Business Standard

Investors want higher price in Fortis open offer

Analysts say company stock may touch ~240 in a year; IHH unlikely to oblige

- SOHINI DAS & VEENA MANI

Investors in Fortis Healthcare are said to be negotiatin­g for a higher open offer price ahead of the company’s extraordin­ary general meeting (EGM) on Monday.

On July 13, Malaysia’s IHH Healthcare Berhad outbid the ManipalTPG combine to win the race to acquire Fortis Healthcare (FHL). According to IHH’s binding offer, it will invest ~40 billion in the cash-strapped hospital chain via preferenti­al allotment at ~170 a share.

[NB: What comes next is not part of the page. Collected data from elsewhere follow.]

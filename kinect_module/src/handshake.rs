//! Consumer-side connection retry.
//!
//! The companion needs a moment after launch before the region exists, so a
//! missing region is retried a bounded number of times with a fixed delay.
//! Every other failure is final on the first attempt.

use crate::error::{KinectError, Result};
use log::{debug, warn};
use std::thread;
use std::time::Duration;

pub const DEFAULT_CONNECT_ATTEMPTS: u32 = 5;
pub const DEFAULT_CONNECT_RETRY_DELAY: Duration = Duration::from_millis(500);

#[derive(Debug, Clone, Copy, PartialEq, Eq)]
pub struct RetryPolicy {
    pub attempts: u32,
    pub delay: Duration,
}

impl Default for RetryPolicy {
    fn default() -> Self {
        Self {
            attempts: DEFAULT_CONNECT_ATTEMPTS,
            delay: DEFAULT_CONNECT_RETRY_DELAY,
        }
    }
}

impl RetryPolicy {
    /// Upper bound on time spent sleeping between attempts.
    pub fn ceiling(&self) -> Duration {
        self.delay * self.attempts
    }
}

/// Runs `attempt` until it succeeds, fails with something other than
/// "not found", or the policy runs out. No sleep follows the final attempt.
pub fn retry_open<T>(
    name: &str,
    policy: &RetryPolicy,
    mut attempt: impl FnMut() -> Result<T>,
) -> Result<T> {
    let attempts = policy.attempts.max(1);

    for n in 1..=attempts {
        match attempt() {
            Ok(value) => {
                if n > 1 {
                    debug!("Opened '{}' on attempt {}/{}", name, n, attempts);
                }
                return Ok(value);
            }
            Err(e) if e.is_retryable() => {
                debug!("'{}' not found yet (attempt {}/{})", name, n, attempts);
                if n < attempts {
                    thread::sleep(policy.delay);
                }
            }
            Err(e) => {
                warn!("Giving up on '{}': {}", name, e);
                return Err(e);
            }
        }
    }

    Err(KinectError::ChannelNotFound {
        name: name.to_string(),
        attempts,
    })
}
//! Car handlers
//!
//! Status, availability calendar, quote and the cancel-pending action.

use actix_web::{web, HttpResponse};
use rental_core::models::CarId;
use rental_core::traits::ReservationBackend;
use rental_core::AppError;
use tracing::{debug, info, instrument, warn};
use validator::Validate;

use crate::dto::{
    ApiResponse, CalendarQuery, CalendarResponse, CarFilterParams, PaginationParams, QuoteRequest,
};
use crate::extract::BackendToken;
use crate::state::AppState;

/// One page of cars with their booking status
///
/// GET /api/v1/cars?page=1&per_page=12&only_available=true&make=...&sort_by=price_per_day
#[instrument(skip(state, token))]
pub async fn list_cars<B: ReservationBackend + 'static>(
    state: web::Data<AppState<B>>,
    pagination: web::Query<PaginationParams>,
    filters: web::Query<CarFilterParams>,
    token: BackendToken,
) -> Result<HttpResponse, AppError> {
    pagination.validate().map_err(|e| {
        warn!("Pagination validation failed: {}", e);
        AppError::Validation(e.to_string())
    })?;

    let filter = filters.into_inner().into_filter()?;
    let (cars, total) = state
        .manager(&token)
        .search_cars(&filter, pagination.pagination())
        .await?;
    debug!(count = cars.len(), total, "Listed cars");

    Ok(HttpResponse::Ok().json(pagination.paginate(cars, total)))
}

/// Booking status of a single car
///
/// GET /api/v1/cars/{id}/status
#[instrument(skip(state, token))]
pub async fn car_status<B: ReservationBackend + 'static>(
    state: web::Data<AppState<B>>,
    path: web::Path<CarId>,
    token: BackendToken,
) -> Result<HttpResponse, AppError> {
    let summary = state.manager(&token).car_status(path.into_inner()).await?;
    Ok(HttpResponse::Ok().json(ApiResponse::success(summary)))
}

/// Disabled-day calendar for date pickers
///
/// GET /api/v1/cars/{id}/calendar?from=YYYY-MM-DD&days=N
#[instrument(skip(state, token))]
pub async fn car_calendar<B: ReservationBackend + 'static>(
    state: web::Data<AppState<B>>,
    path: web::Path<CarId>,
    query: web::Query<CalendarQuery>,
    token: BackendToken,
) -> Result<HttpResponse, AppError> {
    query.validate().map_err(|e| {
        warn!("Calendar query validation failed: {}", e);
        AppError::Validation(e.to_string())
    })?;

    let car_id = path.into_inner();
    let days = state
        .manager(&token)
        .calendar(car_id, query.from, query.days)
        .await?;

    Ok(HttpResponse::Ok().json(ApiResponse::success(CalendarResponse { car_id, days })))
}

/// Validate and price a date range
///
/// POST /api/v1/cars/{id}/quote
#[instrument(skip(state, token, req))]
pub async fn quote<B: ReservationBackend + 'static>(
    state: web::Data<AppState<B>>,
    path: web::Path<CarId>,
    req: web::Json<QuoteRequest>,
    token: BackendToken,
) -> Result<HttpResponse, AppError> {
    let quote = state
        .manager(&token)
        .quote(path.into_inner(), req.start_date, req.end_date)
        .await?;

    Ok(HttpResponse::Ok().json(ApiResponse::success(quote)))
}

/// Cancel the car's pending reservation
///
/// POST /api/v1/cars/{id}/cancel-pending
#[instrument(skip(state, token))]
pub async fn cancel_pending<B: ReservationBackend + 'static>(
    state: web::Data<AppState<B>>,
    path: web::Path<CarId>,
    token: BackendToken,
) -> Result<HttpResponse, AppError> {
    let car_id = path.into_inner();
    let summary = state.manager(&token).cancel_pending(car_id).await?;

    info!(car_id, status = %summary.status, "Pending reservation cancelled");

    Ok(HttpResponse::Ok().json(ApiResponse::with_message(
        summary,
        "Reservation cancelled successfully",
    )))
}

/// Configure car routes
pub fn configure<B: ReservationBackend + 'static>(cfg: &mut web::ServiceConfig) {
    cfg.service(
        web::scope("/cars")
            .route("", web::get().to(list_cars::<B>))
            .route("/{id}/status", web::get().to(car_status::<B>))
            .route("/{id}/calendar", web::get().to(car_calendar::<B>))
            .route("/{id}/quote", web::post().to(quote::<B>))
            .route("/{id}/cancel-pending", web::post().to(cancel_pending::<B>)),
    );
}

Many feel that the stock has the potential to see an upside and can touch ~240-250 levels within a year of the IHH deal going through. So they want to wait and not tender their shares in the open offer. The stock closed at ~142 on the BSE on Friday.

Sources close to the developmen­t said the Malaysian company was unlikely to raise the open offer price as it felt it was a fair price to offer exit to investors at the moment. In fact, IHH was likely to go ahead with the open offer even if the shareholde­rs voted down the company's proposal to acquire a stake in FHL in the EGM, claimed sources.

Investors, however, are hoping for a higher price. Anurag Aggarwal, who holds nearly 100,000 shares of FHL, said he would not sell his shares at ~170 each. “I purchased these shares at ~230 apiece. I will purchase more shares, instead of selling. The time is right for those who want to buy the Fortis share and hold it for a long duration,” he said.

Another retail investor told Business Standard he did not feel ~170 a share was a lucrative offer to give his shares away.

Even institutio­nal shareholde­rs like YES Bank, which holds around 15 per cent of FHL, were unlikely to tender their entire shareholdi­ng in the upcoming open offer, said market sources. An e-mail sent to YES Bank went unanswered.

YES Bank is the single largest shareholde­r in Fortis. Other major shareholde­rs include East Bridge Capital Management, York Capital Management Asia, and Jupiter Asset Management Asia.

Sources close to the developmen­t said YES Bank, which was not a strategic investor in FHL (it had acquired the stake by converting debt into equity by selling the pledged shares), might look to sell part of its stake.

“What Fortis needs is a strategic long-term partner like IHH Healthcare to stabilise its business and address its immediate liquidity funding needs. We believe our offer is compelling, as shareholde­rs have the opportunit­y to participat­e in the long-term value creation of Fortis and/or participat­e in the open offer,” said an IHH spokespers­on.

The open offer commences on September 7 and closes on September 24, 2018.

IHH will invest ~40 billion in FHL through preferenti­al allotment of shares (to its wholly- owned subsidiary Northern TK Venture), giving it a roughly 31 per cent of the company’s total voting equity share capital. After that, the Malaysian healthcare major will undertake a mandatory open offer for 26 per cent of shares at ~170 a share.

If the open offer is fully subscribed, IHH will have 57 per cent shareholdi­ng of FHL. The transactio­n will result in a change of control of the company. IHH, through NTKV, will be classified as the promoter of the company and have the powers to nominate directors, representi­ng twothirds of the board.

Analysts felt that there was a possibilit­y of the Fortis stock going up in the coming months. “With a credible promoter, and liquidity concerns taken care of, FHL’s performanc­e will improve. We are bullish on margins and liquidity. The stock may touch ~230-240 in a year,” said Sanjiv Bhasin, executive vice president, markets, India Infoline. He also felt the open offer might find takers from banks and financial institutio­ns who have encumbered shares that they held as collateral­s, as it offers them a fair exit from a stock that has under-performed.